▸ Task directions
Set down all of the records word for word.

▸ Supplied records
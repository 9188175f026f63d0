//! Configuration manager for folio.

use std::fs::File;
use std::path::{Path, PathBuf};
use std::sync::Arc;

use serde::{Deserialize, Serialize};
use url::Url;

const DEFAULT_CONFIG_PATH: &str = "config.yaml";
const VERSION: &str = env!("CARGO_PKG_VERSION");
const DEFAULT_PASSWORD_MIN_LENGTH: u64 = 6;

#[derive(Debug, Default, Clone, PartialEq, Serialize, Deserialize)]
pub struct Configuration {
    /// Instance name.
    pub name: String,
    /// Domain name of current instance, also used as token issuer.
    pub url: String,
    #[serde(default)]
    version: String,
    #[serde(skip)]
    path: PathBuf,
    /// Minimum accepted password length on registration.
    password_min_length: Option<u64>,
    /// Related to JsonWebToken configuration.
    #[serde(skip_serializing)]
    pub token: Option<Token>,
    /// Related to PostgreSQL configuration.
    #[serde(skip_serializing)]
    pub postgres: Option<Postgres>,
    /// Related to Argon2 configuration.
    #[serde(skip_serializing)]
    pub argon2: Option<Argon2>,
}

/// PostgreSQL configuration.
#[derive(Debug, Default, PartialEq, Clone, Serialize, Deserialize)]
pub struct Postgres {
    /// Hostname:(?port) for PostgreSQL instance.
    pub address: String,
    /// Database name.
    pub database: Option<String>,
    /// Username credential to connect.
    pub username: Option<String>,
    /// Password credential to connect.
    pub password: Option<String>,
    /// Maximum pool connections.
    pub pool_size: Option<u32>,
}

/// Argon2 configuration.
#[derive(Debug, PartialEq, Clone, Serialize, Deserialize)]
pub struct Argon2 {
    /// Memory used while hashing.
    pub memory_cost: u32,
    /// Iterations of hash.
    pub iterations: u32,
    /// Parallelism degree.
    pub parallelism: u32,
    /// Output hash length.
    pub hash_length: usize,
}

impl Default for Argon2 {
    fn default() -> Self {
        Self {
            memory_cost: 1024 * 64, // 64 MiB.
            iterations: 4,
            parallelism: 2,
            hash_length: 32,
        }
    }
}

/// Json Web Token configuration.
///
/// The signing secret itself comes from the `JWT_SECRET` environment
/// variable, never from this file.
#[derive(Debug, Default, PartialEq, Clone, Serialize, Deserialize)]
pub struct Token {
    /// Access token lifetime, in seconds.
    pub access_ttl_secs: Option<u64>,
    /// Refresh token lifetime, in seconds.
    pub refresh_ttl_secs: Option<u64>,
}

impl Configuration {
    pub fn path(mut self, path: PathBuf) -> Self {
        self.path = path;
        self
    }

    /// Minimum password length, with a sane default.
    pub fn password_min_length(&self) -> u64 {
        self.password_min_length
            .unwrap_or(DEFAULT_PASSWORD_MIN_LENGTH)
    }

    /// Normalizes a URL string by ensuring it starts with a valid scheme
    /// (`http` or `https`).
    fn normalize_url(&self, url: &str) -> Result<String, url::ParseError> {
        let url_with_scheme =
            if url.starts_with("http://") || url.starts_with("https://") {
                url.to_string()
            } else {
                format!("https://{url}")
            };

        let parsed_url = Url::parse(&url_with_scheme)?;
        Ok(parsed_url.to_string())
    }

    /// Reads the `config.yaml` file from the specified path or the default
    /// location.
    pub fn read(self) -> Result<Arc<Self>, url::ParseError> {
        let file_path = if self.path.is_file() {
            &self.path
        } else {
            &Path::new(DEFAULT_CONFIG_PATH).to_path_buf()
        };

        match File::open(file_path) {
            Ok(file) => {
                let mut config: Configuration =
                    match serde_yaml::from_reader(file) {
                        Ok(config) => config,
                        Err(err) => {
                            return Ok(Arc::new(self.error(err)));
                        },
                    };

                // set app version.
                config.version = VERSION.to_owned();

                // normalize URLs.
                config.url = self.normalize_url(&config.url)?;

                Ok(Arc::new(config))
            },
            Err(err) => Ok(Arc::new(self.error(err))),
        }
    }

    /// Return a default configuration as fallback.
    fn error(&self, err: impl std::error::Error) -> Self {
        tracing::error!(error = %err, "`config.yaml` file not found");
        Self {
            version: VERSION.to_owned(),
            ..Default::default()
        }
    }
}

▸ Written reply
repository 9188175f026f63d0
//! Configuration manager for folio.

use std::fs::File;
use std::path::{Path, PathBuf};
use std::sync::Arc;

use serde::{Deserialize, Serialize};
use url::Url;

const DEFAULT_CONFIG_PATH: &str = "config.yaml";
const VERSION: &str = env!("CARGO_PKG_VERSION");
const DEFAULT_PASSWORD_MIN_LENGTH: u64 = 6;

#[derive(Debug, Default, Clone, PartialEq, Serialize, Deserialize)]
pub struct Configuration {
    /// Instance name.
    pub name: String,
    /// Domain name of current instance, also used as token issuer.
    pub url: String,
    #[serde(default)]
    version: String,
    #[serde(skip)]
    path: PathBuf,
    /// Minimum accepted password length on registration.
    password_min_length: Option<u64>,
    /// Related to JsonWebToken configuration.
    #[serde(skip_serializing)]
    pub token: Option<Token>,
    /// Related to PostgreSQL configuration.
    #[serde(skip_serializing)]
    pub postgres: Option<Postgres>,
    /// Related to Argon2 configuration.
    #[serde(skip_serializing)]
    pub argon2: Option<Argon2>,
}

/// PostgreSQL configuration.
#[derive(Debug, Default, PartialEq, Clone, Serialize, Deserialize)]
pub struct Postgres {
    /// Hostname:(?port) for PostgreSQL instance.
    pub address: String,
    /// Database name.
    pub database: Option<String>,
    /// Username credential to connect.
    pub username: Option<String>,
    /// Password credential to connect.
    pub password: Option<String>,
    /// Maximum pool connections.
    pub pool_size: Option<u32>,
}

/// Argon2 configuration.
#[derive(Debug, PartialEq, Clone, Serialize, Deserialize)]
pub struct Argon2 {
    /// Memory used while hashing.
    pub memory_cost: u32,
    /// Iterations of hash.
    pub iterations: u32,
    /// Parallelism degree.
    pub parallelism: u32,
    /// Output hash length.
    pub hash_length: usize,
}

impl Default for Argon2 {
    fn default() -> Self {
        Self {
            memory_cost: 1024 * 64, // 64 MiB.
            iterations: 4,
            parallelism: 2,
            hash_length: 32,
        }
    }
}

/// Json Web Token configuration.
///
/// The signing secret itself comes from the `JWT_SECRET` environment
/// variable, never from this file.
#[derive(Debug, Default, PartialEq, Clone, Serialize, Deserialize)]
pub struct Token {
    /// Access token lifetime, in seconds.
    pub access_ttl_secs: Option<u64>,
    /// Refresh token lifetime, in seconds.
    pub refresh_ttl_secs: Option<u64>,
}

impl Configuration {
    pub fn path(mut self, path: PathBuf) -> Self {
        self.path = path;
        self
    }

    /// Minimum password length, with a sane default.
    pub fn password_min_length(&self) -> u64 {
        self.password_min_length
            .unwrap_or(DEFAULT_PASSWORD_MIN_LENGTH)
    }

    /// Normalizes a URL string by ensuring it starts with a valid scheme
    /// (`http` or `https`).
    fn normalize_url(&self, url: &str) -> Result<String, url::ParseError> {
        let url_with_scheme =
            if url.starts_with("http://") || url.starts_with("https://") {
                url.to_string()
            } else {
                format!("https://{url}")
            };

        let parsed_url = Url::parse(&url_with_scheme)?;
        Ok(parsed_url.to_string())
    }

    /// Reads the `config.yaml` file from the specified path or the default
    /// location.
    pub fn read(self) -> Result<Arc<Self>, url::ParseError> {
        let file_path = if self.path.is_file() {
            &self.path
        } else {
            &Path::new(DEFAULT_CONFIG_PATH).to_path_buf()
        };

        match File::open(file_path) {
            Ok(file) => {
                let mut config: Configuration =
                    match serde_yaml::from_reader(file) {
                        Ok(config) => config,
                        Err(err) => {
                            return Ok(Arc::new(self.error(err)));
                        },
                    };

                // set app version.
                config.version = VERSION.to_owned();

                // normalize URLs.
                config.url = self.normalize_url(&config.url)?;

                Ok(Arc::new(config))
            },
            Err(err) => Ok(Arc::new(self.error(err))),
        }
    }

    /// Return a default configuration as fallback.
    fn error(&self, err: impl std::error::Error) -> Self {
        tracing::error!(error = %err, "`config.yaml` file not found");
        Self {
            version: VERSION.to_owned(),
            ..Default::default()
        }
    }
}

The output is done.